En una entrevista realizada el pasado 12 de agosto en Radio Continental, la médica inmunóloga Roxana Bruno sostuvo que las vacunas en desarrollo contra COVID-19 están basadas en ácidos nucleicos que se pueden incorporar a nuestro genoma y modificarlo genéticamente, promoviendo la aparición de cáncer, enfermedades autoinmunes, o bien transmitirse a la descendencia y ser heredado. Asimismo, comentó que no se respetan los tiempos para saber si a largo plazo producen efectos adversos.

¿Por qué es falso?

Con la evidencia disponible al momento, no se puede afirmar que las vacunas que se están desarrollando para COVID-19 a base de material genético sintético de virus se puedan insertar en nuestro propio genoma o ADN y traer consecuencias asociadas como cáncer o enfermedades de nuestro sistema de defensa. Todas las vacunas se realizan siguiendo fases de desarrollo convencionales:

-Fase pre-clínica: se evalúa la formulación en animales

-Fases clínicas: se evalúa en personas

Si bien el desarrollo de las formulaciones vacunales para COVID-19 han sido rápidas comparado a lo que suele suceder normalmente, esto no implica que se “saltearon” fases del desarrollo. Las pérdidas humanas y económicas ocasionadas por la pandemia hicieron que se desarrollen más de 100 posibles vacunas a la vez, implicando más recursos humanos y económicos que los que suelen destinarse a cualquier otra enfermedad.
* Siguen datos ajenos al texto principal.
//! Pushing allocations back to the service
//!
//! Each allocation line becomes one update, issued in template order and
//! waited on before the next. A failed line is recorded and the remaining
//! lines are still attempted; updates that already succeeded stay applied.

use tracing::{info, warn};

use crate::error::{TemplateError, TemplateResult};
use crate::models::{Allocation, CategoryId, Money};
use crate::services::catalog::CategoryCatalog;

/// Something that can set a category's budgeted amount
pub trait CategoryUpdater {
    fn update_budgeted(&self, category: CategoryId, amount: Money) -> TemplateResult<()>;
}

/// The result of dispatching one allocation line
#[derive(Debug)]
pub struct SyncOutcome {
    pub category_name: String,
    pub amount: Money,
    pub result: TemplateResult<()>,
}

impl SyncOutcome {
    pub fn is_success(&self) -> bool {
        self.result.is_ok()
    }
}

/// Per-line results of a dispatch
#[derive(Debug, Default)]
pub struct SyncReport {
    pub outcomes: Vec<SyncOutcome>,
}

impl SyncReport {
    pub fn succeeded(&self) -> impl Iterator<Item = &SyncOutcome> {
        self.outcomes.iter().filter(|o| o.is_success())
    }

    pub fn failed(&self) -> impl Iterator<Item = &SyncOutcome> {
        self.outcomes.iter().filter(|o| !o.is_success())
    }

    pub fn failure_count(&self) -> usize {
        self.failed().count()
    }

    pub fn is_success(&self) -> bool {
        self.failure_count() == 0
    }
}

/// Applies allocations to categories found in the catalog
pub struct SyncAdapter<'a, U: CategoryUpdater> {
    catalog: &'a CategoryCatalog,
    updater: &'a U,
}

impl<'a, U: CategoryUpdater> SyncAdapter<'a, U> {
    pub fn new(catalog: &'a CategoryCatalog, updater: &'a U) -> Self {
        Self { catalog, updater }
    }

    /// Set one category's budgeted amount
    ///
    /// Fails with [`TemplateError::UnknownCategory`] without contacting the
    /// service if the name is not in the catalog.
    pub fn apply(&self, category_name: &str, amount: Money) -> TemplateResult<()> {
        let id = self
            .catalog
            .category_id(category_name)
            .ok_or_else(|| TemplateError::UnknownCategory(category_name.to_string()))?;

        self.updater.update_budgeted(id, amount)
    }

    /// Dispatch every line of an allocation, continuing past failures
    pub fn apply_all(&self, allocation: &Allocation) -> SyncReport {
        let mut report = SyncReport::default();

        for line in allocation.lines() {
            let result = self.apply(&line.category_name, line.amount);
            match &result {
                Ok(()) => info!(category = %line.category_name, amount = %line.amount, "updated category"),
                Err(e) => warn!(category = %line.category_name, error = %e, "category update failed"),
            }

            report.outcomes.push(SyncOutcome {
                category_name: line.category_name.clone(),
                amount: line.amount,
                result,
            });
        }

        report
    }
}

#[cfg(test)]
mod tests {
    use super::*;
    use crate::models::{Template, TemplateEntry};
    use crate::services::allocation::resolve;
    use crate::services::catalog::tests::{group, record};
    use std::cell::RefCell;

    /// Records updates and fails for selected categories
    #[derive(Default)]
    struct FakeUpdater {
        calls: RefCell<Vec<(CategoryId, Money)>>,
        fail_for: Option<CategoryId>,
    }

    impl CategoryUpdater for FakeUpdater {
        fn update_budgeted(&self, category: CategoryId, amount: Money) -> TemplateResult<()> {
            self.calls.borrow_mut().push((category, amount));
            if self.fail_for == Some(category) {
                return Err(TemplateError::Service {
                    status: 500,
                    name: "internal_server_error".into(),
                    detail: "boom".into(),
                });
            }
            Ok(())
        }
    }

    fn catalog() -> CategoryCatalog {
        CategoryCatalog::from_records(vec![group(
            "Bills",
            vec![record("Rent", false), record("Fun", false), record("Save", false)],
        )])
        .unwrap()
    }

    fn allocation(names: &[&str]) -> Allocation {
        let entries: Vec<_> = names
            .iter()
            .map(|n| TemplateEntry::fixed(*n, Money::from_units(10)))
            .collect();
        resolve(&Template::from_entries(&entries), Money::from_units(100)).unwrap()
    }

    #[test]
    fn test_apply_looks_up_identifier() {
        let catalog = catalog();
        let updater = FakeUpdater::default();
        let adapter = SyncAdapter::new(&catalog, &updater);

        adapter.apply("Rent", Money::from_units(5)).unwrap();

        let calls = updater.calls.borrow();
        assert_eq!(calls.len(), 1);
        assert_eq!(calls[0], (catalog.category_id("Rent").unwrap(), Money::from_units(5)));
    }

    #[test]
    fn test_unknown_category_not_dispatched() {
        let catalog = catalog();
        let updater = FakeUpdater::default();
        let adapter = SyncAdapter::new(&catalog, &updater);

        let err = adapter.apply("Nope", Money::from_units(5)).unwrap_err();
        assert!(matches!(err, TemplateError::UnknownCategory(ref n) if n == "Nope"));
        assert!(updater.calls.borrow().is_empty());
    }

    #[test]
    fn test_apply_all_continues_after_failures() {
        let catalog = catalog();
        let updater = FakeUpdater {
            fail_for: catalog.category_id("Fun"),
            ..Default::default()
        };
        let adapter = SyncAdapter::new(&catalog, &updater);

        let report = adapter.apply_all(&allocation(&["Rent", "Missing", "Fun", "Save"]));

        assert_eq!(report.outcomes.len(), 4);
        assert_eq!(report.failure_count(), 2);
        assert!(!report.is_success());

        let failed: Vec<_> = report.failed().map(|o| o.category_name.as_str()).collect();
        assert_eq!(failed, vec!["Missing", "Fun"]);

        // Rent, Fun and Save reached the service in order; Missing never did
        let calls = updater.calls.borrow();
        assert_eq!(calls.len(), 3);
        assert_eq!(calls[2].0, catalog.category_id("Save").unwrap());
    }

    #[test]
    fn test_apply_all_success() {
        let catalog = catalog();
        let updater = FakeUpdater::default();
        let report = SyncAdapter::new(&catalog, &updater).apply_all(&allocation(&["Rent", "Save"]));

        assert!(report.is_success());
        assert_eq!(report.succeeded().count(), 2);
    }
}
De las vacunas que se están desarrollando para COVID-19, que se encuentran en la última fase de los ensayos, algunas se basan en el mismo coronavirus pero atenuado o inactivado (como la de Sinopharm) para que no pueda multiplicarse, otras  utilizan  parte del material genético viral, como la de Pfizer y ModeRNA, y otras se basan en una porción del material genético del nuevo coronavirus dentro de otro virus que solamente actúa como “delivery” (como la de Oxford). 
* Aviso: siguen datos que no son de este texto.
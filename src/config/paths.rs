//! Path management for ynab-template
//!
//! ## Path Resolution Order
//!
//! 1. `YNAB_TEMPLATE_DIR` environment variable (if set)
//! 2. Unix (Linux/macOS): `$XDG_CONFIG_HOME/ynab-template` or `~/.config/ynab-template`
//! 3. Windows: `%APPDATA%\ynab-template`

use std::path::PathBuf;

use crate::error::TemplateError;

/// Manages the paths ynab-template reads its configuration from
#[derive(Debug, Clone)]
pub struct AppPaths {
    base_dir: PathBuf,
}

impl AppPaths {
    /// Resolve the configuration directory
    ///
    /// # Errors
    ///
    /// Returns an error if the home directory cannot be determined.
    pub fn new() -> Result<Self, TemplateError> {
        let base_dir = if let Ok(custom) = std::env::var("YNAB_TEMPLATE_DIR") {
            PathBuf::from(custom)
        } else {
            resolve_default_path()?
        };

        Ok(Self { base_dir })
    }

    /// Create AppPaths with a custom base directory (useful for testing)
    pub fn with_base_dir(base_dir: PathBuf) -> Self {
        Self { base_dir }
    }

    pub fn base_dir(&self) -> &PathBuf {
        &self.base_dir
    }

    /// Get the path to the settings file
    pub fn settings_file(&self) -> PathBuf {
        self.base_dir.join("config.json")
    }

    /// Get the default path to the credentials file
    pub fn credentials_file(&self) -> PathBuf {
        self.base_dir.join("credentials.json")
    }
}

#[cfg(not(windows))]
fn resolve_default_path() -> Result<PathBuf, TemplateError> {
    let config_base = match std::env::var("XDG_CONFIG_HOME") {
        Ok(dir) => PathBuf::from(dir),
        Err(_) => {
            let home = std::env::var("HOME").map_err(|_| {
                TemplateError::Config("Could not determine HOME directory".into())
            })?;
            PathBuf::from(home).join(".config")
        }
    };
    Ok(config_base.join("ynab-template"))
}

#[cfg(windows)]
fn resolve_default_path() -> Result<PathBuf, TemplateError> {
    let appdata = std::env::var("APPDATA")
        .map_err(|_| TemplateError::Config("Could not determine APPDATA directory".into()))?;
    Ok(PathBuf::from(appdata).join("ynab-template"))
}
Las vacunas que se basan en un tipo de material genético llamado ARN mensajero llevan una porción del material genético del nuevo coronavirus hacia el interior de la célula. Esto se logra envolviendo al ARN mensajero para que pueda entrar a nuestras células sin que tenga acceso al lugar donde está nuestro propio material genético (un compartimento especial denominado núcleo). Cuando este ARN mensajero entra a la célula, la misma lo va a “leer como si fuera un mensaje” y va a fabricar solamente una porción del nuevo coronavirus (la proteína de espiga o S). Nuestras defensas van a reconocer a esta proteína S como extraña y van a generar “armas” (anticuerpos) contra ella. Estas armas son las que nos van a proteger si nos infectamos con el virus. Cuando nos infectamos naturalmente con el nuevo coronavirus, su material genético también ingresa a nuestras células, y las utiliza como si fuesen una fábrica para generar todas las partes de un nuevo virus y así multiplicarse. Las vacunas imitan las infecciones naturales, pero en condiciones en las que no nos generan la enfermedad.

Las vacunas basadas en virus modificados, que actúan como “delivery”, llevan el material genético del nuevo coronavirus dentro de otro virus (adenovirus, virus del resfrío común atenuado) que no es capaz de multiplicarse en nuestras células, por lo que no puede enfermarnos. Además, permiten que sólo se produzca una porción del virus (proteína S) y que se generen defensas contra ella. 

Ni la vacuna de Oxford ni la de Pfizer mostraron por el momento tener efectos adversos graves en las personas a las que se les administró en los ensayos clínicos. La vacuna de Oxford, por ejemplo, se probó en 500 personas. Al momento no hay ningún caso de vacunas aprobadas que se haya podido asociar a la generación de algún tipo de cáncer ni tampoco que haya dañado nuestro sistema de defensa (sistema inmune) generando una enfermedad autoinmune. Si bien las vacunas de este tipo aún no han sido ampliamente utilizadas, el desarrollo de estas tecnologías se viene investigando desde hace tiempo.